Je voudrais aussi évoquer la place de l'INSERM et d'AVIESAN aux niveaux européens, international et vers le Sud. AVIESAN a largement contribué à l'espace européen de la recherche, grâce au président Syrota et à son travail comme vice-président de Science Europe, qui regroupe l'ensemble des organismes opérateurs et financeurs de la recherche au niveau européen, de la santé à la physique. Le lobbying entrepris permet à AVIESAN d'être présente dans les différents groupes de travail.

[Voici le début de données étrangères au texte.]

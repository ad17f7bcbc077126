//! # Core subscriber trait
//!
//! `Subscribe` is the extension point for plugging event handlers into the
//! runtime. Each subscriber is driven by a dedicated worker loop fed by a bounded
//! queue that is owned by the [`SubscriberSet`](crate::subscribers::SubscriberSet).
//!
//! ## Contract
//! - Implementations may be slow; they block neither the publisher nor the
//!   other subscribers.
//! - Each subscriber declares its queue capacity via [`Subscribe::queue_capacity`].
//!   If a queue overflows, events for that subscriber are dropped.

use async_trait::async_trait;

use crate::events::Event;

/// Contract for event subscribers.
///
/// Called from a subscriber-dedicated worker task. Implementations should avoid
/// blocking the async runtime.
#[async_trait]
pub trait Subscribe: Send + Sync + 'static {
    /// Handles a single event.
    async fn on_event(&self, event: &Event);

    /// Human-readable name (for logs).
    fn name(&self) -> &'static str {
        std::any::type_name::<Self>()
    }

    /// Preferred capacity of this subscriber's queue.
    fn queue_capacity(&self) -> usize {
        1024
    }
}
//! # Event bus for broadcasting runtime events.
//!
//! [`Bus`] is a thin wrapper around [`tokio::sync::broadcast`] that provides
//! non-blocking event publishing from multiple sources (activities, the
//! connectivity supervisor, the runtime).
//!
//! ## Architecture
//! ```text
//! Publishers (many):                    Subscriber (one):
//!   EdgeDetector ──────┐
//!   Outbox ────────────┼──► Bus ───► subscriber_listener ───► SubscriberSet
//!   Connectivity ──────┤  (broadcast)    (in Runtime)
//!   Runtime/actors ────┘
//! ```
//!
//! ## Rules
//! - **Non-blocking publish**: `publish()` never blocks; it calls `broadcast::Sender::send`.
//!   It is safe to call from the synchronous `tick()` of an activity.
//! - **Bounded capacity**: a single ring buffer stores recent events for all receivers.
//! - **Lag handling**: slow receivers get `RecvError::Lagged(n)` and skip `n` oldest items.
//! - **No persistence**: events are lost if there are no active subscribers at send time.

use tokio::sync::broadcast;

use super::event::Event;

/// Broadcast channel for runtime events.
///
/// ### Properties
/// - **Non-blocking**: `publish()` returns immediately.
/// - **Fire-and-forget**: no delivery or durability guarantees.
/// - **Cloneable**: cheap to clone (internally holds an `Arc`-backed sender).
#[derive(Clone, Debug)]
pub struct Bus {
    tx: broadcast::Sender<Event>,
}

impl Bus {
    /// Creates a new bus with the given channel capacity (minimum 1).
    pub fn new(capacity: usize) -> Self {
        let capacity = capacity.max(1);
        let (tx, _rx) = broadcast::channel::<Event>(capacity);
        Self { tx }
    }

    /// Publishes an event to all active subscribers.
    ///
    /// If there are no receivers, the event is dropped.
    pub fn publish(&self, ev: Event) {
        let _ = self.tx.send(ev);
    }

    /// Creates a new receiver that will observe subsequent events.
    pub fn subscribe(&self) -> broadcast::Receiver<Event> {
        self.tx.subscribe()
    }
}
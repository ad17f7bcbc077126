//! # Non-blocking event fan-out to multiple subscribers.
//!
//! [`SubscriberSet`] distributes events to every subscriber without blocking the
//! publisher.
//!
//! ## Architecture
//! ```text
//! emit(event)
//!     │
//!     ├──► [queue 1] ──► worker 1 ──► subscriber1.on_event()
//!     │    (bounded)         └──────► panic → SubscriberPanicked
//!     ├──► [queue 2] ──► worker 2 ──► subscriber2.on_event()
//!     └──► [queue N] ──► worker N ──► subscriberN.on_event()
//! ```
//!
//! ## Rules
//! - **Per-subscriber FIFO**, no ordering across subscribers.
//! - **Overflow**: the event is dropped for that subscriber only and
//!   `SubscriberOverflow` is published (never for an overflow event itself).
//! - **Isolation**: a panicking subscriber is reported as `SubscriberPanicked`
//!   and its worker keeps going.
//!
//! `AssertUnwindSafe` is used: a subscriber that panics while holding a lock may
//! leave its own state inconsistent.

use std::sync::Arc;

use futures::FutureExt;
use tokio::{sync::mpsc, task::JoinHandle};

use crate::events::{Bus, Event, EventKind};
use crate::subscribers::Subscribe;

struct SubscriberChannel {
    name: &'static str,
    sender: mpsc::Sender<Arc<Event>>,
}

/// Fan-out coordinator for event subscribers.
pub struct SubscriberSet {
    channels: Vec<SubscriberChannel>,
    workers: Vec<JoinHandle<()>>,
    bus: Bus,
}

impl SubscriberSet {
    /// Creates a new set and spawns one worker task per subscriber.
    ///
    /// Must be called inside a tokio runtime. Queue capacity is at least 1.
    #[must_use]
    pub fn new(subs: Vec<Arc<dyn Subscribe>>, bus: Bus) -> Self {
        let mut channels = Vec::with_capacity(subs.len());
        let mut workers = Vec::with_capacity(subs.len());

        for sub in subs {
            let cap = sub.queue_capacity().max(1);
            let name = sub.name();
            let (tx, mut rx) = mpsc::channel::<Arc<Event>>(cap);
            let worker_bus = bus.clone();

            let handle = tokio::spawn(async move {
                while let Some(ev) = rx.recv().await {
                    let fut = sub.on_event(ev.as_ref());
                    if let Err(panic) = std::panic::AssertUnwindSafe(fut).catch_unwind().await {
                        let info = if let Some(msg) = panic.downcast_ref::<&'static str>() {
                            (*msg).to_string()
                        } else if let Some(msg) = panic.downcast_ref::<String>() {
                            msg.clone()
                        } else {
                            "unknown panic".to_string()
                        };
                        tracing::error!(subscriber = sub.name(), %info, "subscriber panicked");
                        worker_bus.publish(Event::subscriber_panicked(sub.name(), info));
                    }
                }
            });
            channels.push(SubscriberChannel { name, sender: tx });
            workers.push(handle);
        }

        Self {
            channels,
            workers,
            bus,
        }
    }

    /// Emits an event to all subscribers (clones it once).
    pub fn emit(&self, event: &Event) {
        self.emit_arc(Arc::new(event.clone()));
    }

    /// Emits a shared event to all subscribers; never waits.
    pub fn emit_arc(&self, event: Arc<Event>) {
        let is_overflow = matches!(event.kind, EventKind::SubscriberOverflow);

        for channel in &self.channels {
            let reason = match channel.sender.try_send(Arc::clone(&event)) {
                Ok(()) => continue,
                Err(mpsc::error::TrySendError::Full(_)) => "full",
                Err(mpsc::error::TrySendError::Closed(_)) => "closed",
            };
            if !is_overflow {
                self.bus
                    .publish(Event::subscriber_overflow(channel.name, reason));
            }
        }
    }

    /// Closes every queue and waits for the workers to drain them.
    pub async fn shutdown(self) {
        drop(self.channels);
        for h in self.workers {
            let _ = h.await;
        }
    }
}

#[cfg(test)]
mod tests {
    use super::*;
    use async_trait::async_trait;
    use std::sync::Mutex;

    struct Collect(Arc<Mutex<Vec<EventKind>>>);

    #[async_trait]
    impl Subscribe for Collect {
        async fn on_event(&self, ev: &Event) {
            self.0.lock().unwrap().push(ev.kind);
        }
        fn name(&self) -> &'static str {
            "collect"
        }
    }

    struct Explode;

    #[async_trait]
    impl Subscribe for Explode {
        async fn on_event(&self, ev: &Event) {
            if ev.kind == EventKind::LowMemory {
                panic!("boom");
            }
        }
        fn name(&self) -> &'static str {
            "explode"
        }
    }

    #[tokio::test]
    async fn delivers_in_order_and_survives_panics() {
        let bus = Bus::new(16);
        let mut rx = bus.subscribe();
        let seen = Arc::new(Mutex::new(Vec::new()));
        let set = SubscriberSet::new(
            vec![Arc::new(Collect(seen.clone())), Arc::new(Explode)],
            bus.clone(),
        );

        set.emit(&Event::new(EventKind::MotionDetected));
        set.emit(&Event::new(EventKind::LowMemory));
        set.emit(&Event::new(EventKind::ShutdownRequested));
        set.shutdown().await;

        assert_eq!(
            *seen.lock().unwrap(),
            vec![
                EventKind::MotionDetected,
                EventKind::LowMemory,
                EventKind::ShutdownRequested
            ]
        );
        let ev = rx.recv().await.unwrap();
        assert_eq!(ev.kind, EventKind::SubscriberPanicked);
        assert_eq!(ev.actor.as_deref(), Some("explode"));
        assert_eq!(ev.reason.as_deref(), Some("boom"));
    }
}
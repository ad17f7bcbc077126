//! # Task abstractions.
//!
//! This module provides the units the runtime spawns:
//! - [`Task`] - trait for long-running async cancelable tasks
//! - [`TaskFn`] - closure-backed task implementation
//! - [`TaskBox`] - owned task handle (`Box<dyn Task>`)
//! - [`Activity`] - synchronous periodic unit of work
//! - [`ActivityActor`] - adapter running an [`Activity`] on a tokio interval

mod activity;
mod task;
mod task_fn;

pub use activity::{Activity, ActivityActor};
pub use task::{Task, TaskBox};
pub use task_fn::TaskFn;
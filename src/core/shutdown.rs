//! # Cross-platform OS signal handling.
//!
//! **Unix:** `SIGINT`, `SIGTERM`, `SIGQUIT`. **Other platforms:** Ctrl-C.

/// Waits for a termination signal.
///
/// Returns `Err` if signal registration fails.
#[cfg(unix)]
pub async fn wait_for_shutdown_signal() -> std::io::Result<()> {
    use tokio::signal::unix::{SignalKind, signal};

    let mut sigint = signal(SignalKind::interrupt())?;
    let mut sigterm = signal(SignalKind::terminate())?;
    let mut sigquit = signal(SignalKind::quit())?;

    tokio::select! {
        _ = sigint.recv()  => {},
        _ = sigterm.recv() => {},
        _ = sigquit.recv() => {},
    }
    Ok(())
}

/// Waits for a termination signal.
///
/// Returns `Err` if signal registration fails.
#[cfg(not(unix))]
pub async fn wait_for_shutdown_signal() -> std::io::Result<()> {
    tokio::signal::ctrl_c().await
}

/// Like [`wait_for_shutdown_signal`], but never completes if the handlers
/// cannot be installed: the device then runs until its tasks exit.
pub async fn os_shutdown() {
    if let Err(e) = wait_for_shutdown_signal().await {
        tracing::error!(error = %e, "signal handlers unavailable");
        std::future::pending::<()>().await;
    }
}
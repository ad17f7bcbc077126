//! # Monotonic millisecond time source.
//!
//! Every component reads time through [`Clock`], never directly from the OS, so
//! the sensor and telemetry activities can be driven synchronously in tests.
//!
//! - [`MonotonicClock`] milliseconds since construction (device "uptime").
//!   Backed by [`tokio::time::Instant`], so paused tokio time drives it too.
//! - [`ManualClock`] a clock that only moves when told to.
//!
//! Counters are `u64` milliseconds. Differences are taken with [`elapsed`], which
//! wraps instead of panicking if a counter ever rolls over.

use std::sync::atomic::{AtomicU64, Ordering};

use tokio::time::Instant;

/// Milliseconds on the device's monotonic counter.
pub type Millis = u64;

/// Source of monotonic millisecond timestamps.
pub trait Clock: Send + Sync + 'static {
    /// Returns the current counter value. Never decreases.
    fn now_ms(&self) -> Millis;
}

/// Returns `now - earlier`, tolerating counter wrap.
#[inline]
pub fn elapsed(now: Millis, earlier: Millis) -> Millis {
    now.wrapping_sub(earlier)
}

/// Uptime clock: counts from the moment it is created.
#[derive(Debug, Clone, Copy)]
pub struct MonotonicClock {
    start: Instant,
}

impl MonotonicClock {
    #[must_use]
    pub fn new() -> Self {
        Self {
            start: Instant::now(),
        }
    }
}

impl Default for MonotonicClock {
    fn default() -> Self {
        Self::new()
    }
}

impl Clock for MonotonicClock {
    fn now_ms(&self) -> Millis {
        self.start.elapsed().as_millis() as Millis
    }
}

/// Clock moved explicitly by the caller.
#[derive(Debug, Default)]
pub struct ManualClock {
    now: AtomicU64,
}

impl ManualClock {
    #[must_use]
    pub fn new(start: Millis) -> Self {
        Self {
            now: AtomicU64::new(start),
        }
    }

    /// Jumps to an absolute time. Going backwards is ignored.
    pub fn set(&self, ms: Millis) {
        self.now.fetch_max(ms, Ordering::AcqRel);
    }

    /// Moves forward by `ms`.
    pub fn advance(&self, ms: Millis) {
        self.now.fetch_add(ms, Ordering::AcqRel);
    }
}

impl Clock for ManualClock {
    fn now_ms(&self) -> Millis {
        self.now.load(Ordering::Acquire)
    }
}

#[cfg(test)]
mod tests {
    use super::*;
    use std::time::Duration;

    #[test]
    fn manual_clock_never_goes_back() {
        let clock = ManualClock::new(100);
        clock.set(50);
        assert_eq!(clock.now_ms(), 100);
        clock.advance(25);
        assert_eq!(clock.now_ms(), 125);
        clock.set(1_000);
        assert_eq!(clock.now_ms(), 1_000);
    }

    #[test]
    fn elapsed_survives_wrap() {
        assert_eq!(elapsed(1_200, 50), 1_150);
        assert_eq!(elapsed(5, u64::MAX - 4), 10);
    }

    #[tokio::test(start_paused = true)]
    async fn monotonic_clock_follows_tokio_time() {
        let clock = MonotonicClock::new();
        assert_eq!(clock.now_ms(), 0);
        tokio::time::advance(Duration::from_millis(1_500)).await;
        assert_eq!(clock.now_ms(), 1_500);
    }
}
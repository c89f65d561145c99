//! Request pipeline for the Business Central OData API
//!
//! [`RequestPipeline`] authenticates, paces, caches, routes and retries
//! every outbound call. Request flow:
//! 1. GET with `use_cache` returns a live cached response without dispatching
//! 2. Middleware runs in order: company defaults, company routing, then
//!    caller-registered stages
//! 3. The base company rule settles the `company` query parameter
//! 4. The limiter admits the request (bounded in-flight, spaced starts)
//! 5. Up to four attempts are made inside the slot; the last failure is
//!    classified into [`Error`]
//!
//! Mutations invalidate cached reads for the same endpoint and company.

pub mod cache;
pub mod classify;
pub mod company;
pub mod config;
pub mod descriptor;
pub mod error;
pub mod limiter;
pub mod metrics;
pub mod middleware;
pub mod odata;
pub mod pipeline;

pub use cache::ResponseCache;
pub use company::{CompanyCommand, CompanyRouting, RuntimeCompanyDefaults};
pub use config::{CompanyConfig, CompanyIdentifier, TransportConfig};
pub use descriptor::{
    COMPANY_COMMAND_HEADER, COMPANY_HEADER, COMPANY_IDENTIFIER_HEADER, QueryParams,
    RequestDescriptor, RequestMetadata, RequestOptions,
};
pub use error::{Error, Result};
pub use limiter::ConcurrencyLimiter;
pub use middleware::{FnMiddleware, Middleware, MiddlewarePipeline, from_fn};
pub use odata::{ODataFilter, filter};
pub use pipeline::{RequestPipeline, RequestPipelineBuilder};
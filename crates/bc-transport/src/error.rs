//! Error taxonomy for dispatched requests
//!
//! Only the terminal, classified error reaches the caller; retries are
//! exhausted internally. Configuration errors are raised before anything is
//! sent and are never retried.

use std::time::Duration;

/// Errors surfaced by the request pipeline.
#[derive(Debug, thiserror::Error)]
pub enum Error {
    /// Caller or construction mistake (missing primary key, no company).
    #[error("configuration error: {0}")]
    Configuration(String),

    /// Upstream or network failure. `status` is absent when no response arrived.
    #[error("{message}")]
    Transport {
        message: String,
        status: Option<u16>,
        data: Option<serde_json::Value>,
    },

    /// HTTP 429 after the retry budget. The pipeline does not honour
    /// `retry_after` itself; callers back off externally.
    #[error("{message}")]
    RateLimit {
        message: String,
        retry_after: Option<String>,
    },

    /// The call exceeded the configured per-request timeout on every attempt.
    #[error("{message} (limit {}s)", limit.as_secs_f64())]
    Timeout { message: String, limit: Duration },

    /// The response body did not match the caller's type.
    #[error("response decode failed: {0}")]
    Decode(String),

    #[error("authentication setup failed: {0}")]
    Auth(#[from] bc_auth::Error),
}

impl Error {
    /// HTTP-ish status for logging: upstream status, 429, or 408.
    pub fn status(&self) -> Option<u16> {
        match self {
            Error::Transport { status, .. } => *status,
            Error::RateLimit { .. } => Some(429),
            Error::Timeout { .. } => Some(408),
            Error::Configuration(_) => Some(400),
            Error::Decode(_) | Error::Auth(_) => None,
        }
    }

    /// Label for the `error_type` metric dimension.
    pub fn error_type(&self) -> &'static str {
        match self {
            Error::Configuration(_) => "configuration",
            Error::Transport { status: None, .. } => "connection",
            Error::Transport { .. } => "upstream",
            Error::RateLimit { .. } => "rate_limit",
            Error::Timeout { .. } => "timeout",
            Error::Decode(_) => "decode",
            Error::Auth(_) => "auth",
        }
    }
}

/// Result alias for pipeline operations.
pub type Result<T> = std::result::Result<T, Error>;
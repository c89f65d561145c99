//! Refresh metrics
//!
//! - `bc_token_refresh_total` (counter): label `outcome`
//!   (`success`, `failure`, `exhausted`)

pub fn record_refresh(outcome: &str) {
    metrics::counter!("bc_token_refresh_total", "outcome" => outcome.to_string()).increment(1);
}
//! Secret wrapper for credentials and tokens

use std::fmt;
use zeroize::Zeroize;

/// Sensitive value (password, client secret, access token).
///
/// Redacted in Debug/Display so it can sit inside structs that are logged
/// with `?config`. The inner value is zeroed on drop.
pub struct Secret<T: Zeroize>(T);

impl<T: Zeroize> Secret<T> {
    pub fn new(value: T) -> Self {
        Self(value)
    }

    /// Expose the inner value (use sparingly)
    pub fn expose(&self) -> &T {
        &self.0
    }
}

impl Secret<String> {
    /// True when the wrapped string is empty or whitespace only.
    pub fn is_blank(&self) -> bool {
        self.0.trim().is_empty()
    }
}

impl From<String> for Secret<String> {
    fn from(value: String) -> Self {
        Self::new(value)
    }
}

impl<T: Zeroize> fmt::Debug for Secret<T> {
    fn fmt(&self, f: &mut fmt::Formatter<'_>) -> fmt::Result {
        write!(f, "[REDACTED]")
    }
}

impl<T: Zeroize> fmt::Display for Secret<T> {
    fn fmt(&self, f: &mut fmt::Formatter<'_>) -> fmt::Result {
        write!(f, "[REDACTED]")
    }
}

impl<T: Zeroize> Drop for Secret<T> {
    fn drop(&mut self) {
        self.0.zeroize();
    }
}

impl<T: Zeroize + Clone> Clone for Secret<T> {
    fn clone(&self) -> Self {
        Self(self.0.clone())
    }
}
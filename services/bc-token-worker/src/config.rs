//! Configuration types and loading
//!
//! Config precedence: CLI args > env vars > config file > defaults.
//! The OAuth2 client secret is loaded from the BC_CLIENT_SECRET env var or
//! `secrets.client_secret_file`, never stored in the TOML directly.

use std::net::SocketAddr;
use std::path::{Path, PathBuf};

use bc_auth::AuthConfig;
use bc_refresh::RetryPolicy;
use common::Secret;
use serde::Deserialize;

/// Root configuration
#[derive(Debug, Deserialize)]
pub struct Config {
    #[serde(default)]
    pub server: ServerConfig,
    pub auth: AuthConfig,
    #[serde(default)]
    pub secrets: SecretsConfig,
    pub token_store: TokenStoreConfig,
    #[serde(default)]
    pub refresh: RetryPolicy,
}

/// Health and metrics listener
#[derive(Debug, Deserialize)]
pub struct ServerConfig {
    #[serde(default = "default_listen_addr")]
    pub listen_addr: SocketAddr,
    /// Timeout for token endpoint calls
    #[serde(default = "default_timeout")]
    pub timeout_secs: u64,
}

impl Default for ServerConfig {
    fn default() -> Self {
        Self {
            listen_addr: default_listen_addr(),
            timeout_secs: default_timeout(),
        }
    }
}

/// Paths to files holding secrets (alternatives to env vars)
#[derive(Debug, Default, Deserialize)]
pub struct SecretsConfig {
    #[serde(default)]
    pub client_secret_file: Option<PathBuf>,
}

/// Where the shared token lives
#[derive(Debug, Deserialize)]
#[serde(tag = "kind", rename_all = "lowercase")]
pub enum TokenStoreConfig {
    Memory,
    File { path: PathBuf },
}

fn default_listen_addr() -> SocketAddr {
    SocketAddr::from(([127, 0, 0, 1], 9464))
}

fn default_timeout() -> u64 {
    30
}

impl Config {
    /// Load configuration from a TOML file, then overlay environment variables.
    ///
    /// Client secret resolution order:
    /// 1. BC_CLIENT_SECRET env var
    /// 2. secrets.client_secret_file path from config
    pub fn load(path: &Path) -> common::Result<Self> {
        let contents = std::fs::read_to_string(path)?;
        let mut config: Config = toml::from_str(&contents)?;

        if !config.auth.kind.trim().eq_ignore_ascii_case("oauth2") {
            return Err(common::Error::Config(format!(
                "auth.type must be oauth2 for the token worker, got: {}",
                config.auth.kind
            )));
        }

        let secret_file = config.secrets.client_secret_file.clone();
        let oauth = config.auth.oauth2.as_mut().ok_or_else(|| {
            common::Error::Config("missing [auth.oauth2] section".into())
        })?;

        if !oauth.token_url.starts_with("http://") && !oauth.token_url.starts_with("https://") {
            return Err(common::Error::Config(format!(
                "token_url must start with http:// or https://, got: {}",
                oauth.token_url
            )));
        }

        if oauth.client_id.trim().is_empty() {
            return Err(common::Error::Config("client_id must not be empty".into()));
        }

        if config.server.timeout_secs == 0 {
            return Err(common::Error::Config(
                "timeout_secs must be greater than 0".into(),
            ));
        }

        if config.refresh.max_attempts == 0 {
            return Err(common::Error::Config(
                "refresh.max_attempts must be greater than 0".into(),
            ));
        }

        // Resolve client secret: env var takes precedence over file
        if let Ok(secret) = std::env::var("BC_CLIENT_SECRET") {
            oauth.client_secret = Some(Secret::new(secret));
        } else if let Some(ref secret_file) = secret_file {
            let secret = std::fs::read_to_string(secret_file).map_err(|e| {
                common::Error::Config(format!(
                    "failed to read client_secret_file {}: {e}",
                    secret_file.display()
                ))
            })?;
            let secret = secret.trim().to_owned();
            if !secret.is_empty() {
                oauth.client_secret = Some(Secret::new(secret));
            }
        }

        Ok(config)
    }

    /// Resolve config file path from CLI arg or CONFIG_PATH env var.
    pub fn resolve_path(cli_path: Option<&str>) -> PathBuf {
        if let Some(p) = cli_path {
            return PathBuf::from(p);
        }
        if let Ok(p) = std::env::var("CONFIG_PATH") {
            return PathBuf::from(p);
        }
        PathBuf::from("bc-token-worker.toml")
    }
}
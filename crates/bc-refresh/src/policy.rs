use std::time::Duration;

use serde::Deserialize;

/// Retry policy for failed refresh firings.
///
/// `max_attempts` counts every firing of one cycle, the first included.
#[derive(Debug, Clone, Copy, PartialEq, Eq, Deserialize)]
pub struct RetryPolicy {
    #[serde(default = "default_max_attempts")]
    pub max_attempts: u32,
    #[serde(default = "default_base_delay", with = "secs")]
    pub base_delay: Duration,
}

fn default_max_attempts() -> u32 {
    10
}

fn default_base_delay() -> Duration {
    Duration::from_secs(2)
}

mod secs {
    use std::time::Duration;

    use serde::{Deserialize, Deserializer};

    pub fn deserialize<'de, D: Deserializer<'de>>(deserializer: D) -> Result<Duration, D::Error> {
        u64::deserialize(deserializer).map(Duration::from_secs)
    }
}

impl Default for RetryPolicy {
    fn default() -> Self {
        Self {
            max_attempts: default_max_attempts(),
            base_delay: default_base_delay(),
        }
    }
}

impl RetryPolicy {
    /// Backoff after failed attempt `attempt` (1-based): base, 2x, 4x, ...
    pub fn delay_for(&self, attempt: u32) -> Duration {
        let factor = 2u32.saturating_pow(attempt.saturating_sub(1));
        self.base_delay.saturating_mul(factor)
    }

    /// True if another firing may follow failed attempt `attempt`.
    pub fn allows_retry(&self, attempt: u32) -> bool {
        attempt < self.max_attempts
    }
}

En effet, l'Europe et les financements européens d'Horizon 2020 constituent la nouvelle « frontière ». Des mesures très concrètes comme l'information, l'ingénierie de projets, la mise en place de points de contact nationaux pour les relayer, doivent être prises pour aider les chercheurs à se tourner vers l'Europe.
La politique internationale s'appuie aujourd'hui sur les 23 unités internationales associées à l'INSERM. Elles doivent passer à une autre étape avec d'authentiques échanges de chercheurs, de post-doctorants et de jeunes chercheurs.
La politique en direction du Sud s'appuie sur une forte croissance en Afrique et des demandes très fortes de partenariats. Elle est développée par AVIESAN Sud. Des sites de recherche disposant de chartes éthiques ont été mis en place, sur le modèle des interventions pour lutter contre le SIDA ou d'autres maladies infectieuses, il convient de les renforcer.
Voici, selon moi, les objectifs et la vision qui devraient être portés par un prochain mandat, intégrés dans l'évolution des politiques publiques menées depuis deux ans, au service des stratégies nationales de la santé et de la recherche et préparant la recherche, fondamentale ou clinique, aux défis des prochaines années. Ils impliquent une simplification administrative, comme l'a rappelé le Président de la République il y a une semaine, mais aussi une réflexion sur les financements « santé » ou provenant de l'ANR et par un guichet unique pour les appels d'offres afin d'améliorer la vie des chercheurs. Des mesures devront être prises assez rapidement dans ce domaine afin de mieux répondre à ces défis.